// This Source Code Form is subject to the terms of the Mozilla Public
// License, v. 2.0. If a copy of the MPL was not distributed with this
// file, You can obtain one at https://mozilla.org/MPL/2.0/.

//! The management front-end. Nothing can be done to peers or routes until
//! the local ASN and identifier are known, at which point the router is
//! built from the parts handed to [`Admin::new`].

use crate::error::Error;
use crate::log::admin_log;
use bgp::config::{PeerConfig, RouterConfig};
use bgp::connection::{BgpConnection, BgpConnector, BgpListener};
use bgp::router::{PeerStatus, Router};
use bgp::session::{FsmStateKind, LastError};
use rdb::rib::RibClient;
use rdb::{PeerId, Prefix};
use slog::Logger;
use std::net::{IpAddr, Ipv4Addr, Ipv6Addr};
use std::sync::atomic::{AtomicBool, Ordering};
use std::sync::Arc;
use std::time::Duration;

/// What a router is built from once it has a local configuration.
pub struct RouterParts<Cnx: BgpConnection> {
    pub connector: Box<dyn BgpConnector<Cnx>>,
    pub rib4: Box<dyn RibClient<Ipv4Addr>>,
    pub rib6: Box<dyn RibClient<Ipv6Addr>>,
}

pub struct Admin<Cnx: BgpConnection> {
    parts: Option<RouterParts<Cnx>>,
    router: Option<Router<Cnx>>,
    shutdown: Arc<AtomicBool>,
    terminated: bool,
    log: Logger,
}

impl<Cnx: BgpConnection> Admin<Cnx> {
    pub fn new(parts: RouterParts<Cnx>, log: Logger) -> Self {
        Self {
            parts: Some(parts),
            router: None,
            shutdown: Arc::new(AtomicBool::new(false)),
            terminated: false,
            log,
        }
    }

    /// Setting this flag asks a running router to terminate.
    pub fn shutdown_flag(&self) -> Arc<AtomicBool> {
        self.shutdown.clone()
    }

    pub fn is_configured(&self) -> bool {
        self.router.is_some()
    }

    pub fn is_terminated(&self) -> bool {
        self.terminated
    }

    /// Set the local ASN and identifier. This can only happen once.
    pub fn set_local_config(
        &mut self,
        config: RouterConfig,
    ) -> Result<(), Error> {
        let Some(parts) = self.parts.take() else {
            return Err(Error::AlreadyConfigured);
        };
        admin_log!(self.log, info, "local config asn {} id {}", config.asn, config.id);
        self.router = Some(Router::new(
            config,
            parts.connector,
            parts.rib4,
            parts.rib6,
            self.log.clone(),
        ));
        if self.shutdown.load(Ordering::Relaxed) {
            admin_log!(self.log, info, "running deferred terminate");
            self.terminate();
        }
        Ok(())
    }

    fn router(&mut self) -> Result<&mut Router<Cnx>, Error> {
        self.router.as_mut().ok_or(Error::NotConfigured)
    }

    fn router_ref(&self) -> Result<&Router<Cnx>, Error> {
        self.router.as_ref().ok_or(Error::NotConfigured)
    }

    pub fn add_peer(&mut self, config: PeerConfig) -> Result<PeerId, Error> {
        Ok(self.router()?.add_peer(config)?)
    }

    pub fn delete_peer(&mut self, addr: IpAddr) -> Result<(), Error> {
        Ok(self.router()?.delete_peer(addr)?)
    }

    pub fn enable_peer(&mut self, addr: IpAddr) -> Result<(), Error> {
        Ok(self.router()?.enable_peer(addr)?)
    }

    pub fn disable_peer(&mut self, addr: IpAddr) -> Result<(), Error> {
        Ok(self.router()?.disable_peer(addr)?)
    }

    pub fn peer_state(&self, addr: IpAddr) -> Result<FsmStateKind, Error> {
        Ok(self.router_ref()?.peer_state(addr)?)
    }

    pub fn peer_last_error(
        &self,
        addr: IpAddr,
    ) -> Result<Option<LastError>, Error> {
        Ok(self.router_ref()?.peer_last_error(addr)?)
    }

    pub fn peers(&self) -> Result<Vec<PeerStatus>, Error> {
        Ok(self.router_ref()?.peers())
    }

    pub fn originate_route(
        &mut self,
        prefix: Prefix,
        nexthop: Option<IpAddr>,
    ) -> Result<(), Error> {
        Ok(self.router()?.originate_route(prefix, nexthop)?)
    }

    pub fn withdraw_route(&mut self, prefix: Prefix) -> Result<(), Error> {
        Ok(self.router()?.withdraw_route(prefix)?)
    }

    /// Stop every session and ask the event loop to exit. Before the local
    /// configuration is set this only takes effect once it is.
    pub fn terminate(&mut self) {
        self.shutdown.store(true, Ordering::Relaxed);
        match self.router.as_mut() {
            Some(router) => {
                router.shutdown();
                self.terminated = true;
            }
            None => {
                admin_log!(self.log, info, "terminate deferred until configured")
            }
        }
    }

    /// Run the router until terminated.
    pub fn run<L>(
        &mut self,
        listener: Option<L>,
        resolution: Duration,
    ) -> Result<(), Error>
    where
        L: BgpListener<Cnx> + Send + 'static,
    {
        let shutdown = self.shutdown.clone();
        self.router()?.run(listener, resolution, shutdown)?;
        self.terminated = true;
        Ok(())
    }
}
// This Source Code Form is subject to the terms of the Mozilla Public
// License, v. 2.0. If a copy of the MPL was not distributed with this
// file, You can obtain one at https://mozilla.org/MPL/2.0/.

pub mod log;

#[macro_export]
macro_rules! lock {
    ($mtx:expr) => {
        $mtx.lock().expect("lock mutex")
    };
}
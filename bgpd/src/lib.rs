// This Source Code Form is subject to the terms of the Mozilla Public
// License, v. 2.0. If a copy of the MPL was not distributed with this
// file, You can obtain one at https://mozilla.org/MPL/2.0/.

pub mod admin;
pub mod config;
pub mod error;
mod log;

pub const COMPONENT_BGPD: &str = "bgpd";
pub const MOD_ADMIN: &str = "admin";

» EXERCISE GOAL
Every line that holds the word "Option" should be copied from the records.

» OUTPUT FOR THIS TASK
    parts: Option<RouterParts<Cnx>>,
    router: Option<Router<Cnx>>,
    ) -> Result<Option<LastError>, Error> {
        nexthop: Option<IpAddr>,
        listener: Option<L>,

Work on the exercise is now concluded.